As a theatre critic, particularly in London, there can be pressure to focus on the new. With so many productions opening every week, just keeping up with what’s on is nigh on impossible. And how to choose between everything that’s on offer? The big opening might be the next huge talking point, but the show by an unknown young company on the fringe glimmers with the possibility of discovering a new talent. As fellow critic Matt Trueman has argued, simply deciding what to see and review when there is so much on is a critical act in itself.
So watching something a second or third time feels like a luxury at best and a waste of precious time at worst. With so much vying for our attention, why would critics – or audiences, for that matter – go back for repeat viewings? It’s a reasonable question, but I have to admit to an unfashionable fondness for seeing productions more than once. Sure, there’s the enjoyment factor (who doesn’t like returning again and again to their favourite plays, books, films, songs?), but I think there’s more to it than that. Seeing shows multiple times, particularly at different stages in their life cycles, is actually a way of appreciating more fully how theatre works.

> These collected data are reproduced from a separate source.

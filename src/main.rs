mod app;
mod color;
mod config;
mod data;
mod error;
mod format;
mod state;
mod ui;

use std::sync::Arc;

use app::SalaryDashApp;
use config::DashboardConfig;
use eframe::egui;
use state::AppState;

fn main() -> eframe::Result {
    env_logger::init();

    let config = DashboardConfig::from_env();
    log::info!("Loading salary survey from {}", config.source);

    // One load per session; the dataset is immutable from here on.
    let app = match data::loader::load(&config.source) {
        Ok(dataset) => {
            log::info!(
                "Loaded {} records ({} years, {} seniorities, {} contracts, {} company sizes)",
                dataset.len(),
                dataset.options.years.len(),
                dataset.options.seniorities.len(),
                dataset.options.contracts.len(),
                dataset.options.sizes.len(),
            );
            SalaryDashApp::Ready(Box::new(AppState::new(Arc::new(dataset))))
        }
        Err(e) => {
            log::error!("Failed to load {}: {e}", config.source);
            SalaryDashApp::Failed {
                source: config.source.to_string(),
                message: e.to_string(),
            }
        }
    };

    let options = eframe::NativeOptions {
        viewport: egui::ViewportBuilder::default()
            .with_inner_size([1400.0, 900.0])
            .with_min_inner_size([800.0, 500.0]),
        ..Default::default()
    };

    eframe::run_native(
        "Data Careers Salary Dashboard",
        options,
        Box::new(|_cc| Ok(Box::new(app))),
    )
}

It’s a truism that no two nights in the theatre are quite the same. Of course, there are different degrees of truth to that statement: an interactive or partly improvised show will vary far more from night to night than a long established and well-oiled West End musical, for instance. In some cases it’s fair to say that very little changes throughout a run and you’re likely to get an almost identical experience on a return trip, but for a number of shows I’ve revisited that second, third or even fourth performance can be surprisingly revealing.
Last weekend at Latitude, for example, I enjoyed second viewings of Phoebe Waller-Bridge‘s Fleabag and the RSC’s Revolt. She said. Revolt again. – shows which, incidentally, gained a huge amount from being seen on the same stage in the same afternoon. Context can make a big difference. Looking further back, earlier in the year I saw the extraordinary Grounded for a second time and was startled by all the additional layers and nuances I discovered in Lucy Ellinson‘s powerhouse performance.
Then there are the shows that I’ve followed through their development, watching early scratches or work in progress performances before returning later to see what shape that material has eventually assumed. At the extreme end of the scale, and due mainly to coinciding festival timetables, I caught Made in China’s Gym Party five times at different stages, and on each occasion I discovered something new in it. I’d argue that tracing the growth of productions like that also makes me a better, more perceptive critic by offering a small insight into the delicate process of theatre-making and helping me to understand a piece of theatre as far more than just a "finished" product.
As I prepare to head up to the Edinburgh this week, newness is unsurprisingly on my mind. While I’m a little sceptical about the possibility of really discovering anything on the Fringe anymore (as I recently discussed), I still arrive at the festival each year buoyed with stubborn optimism, hoping to find work that surprises and excites me. But perhaps I’ll also make a little room in my schedule to revisit some of the theatre that has set my pulse racing in the last year to see where it has got to since we last encountered one another.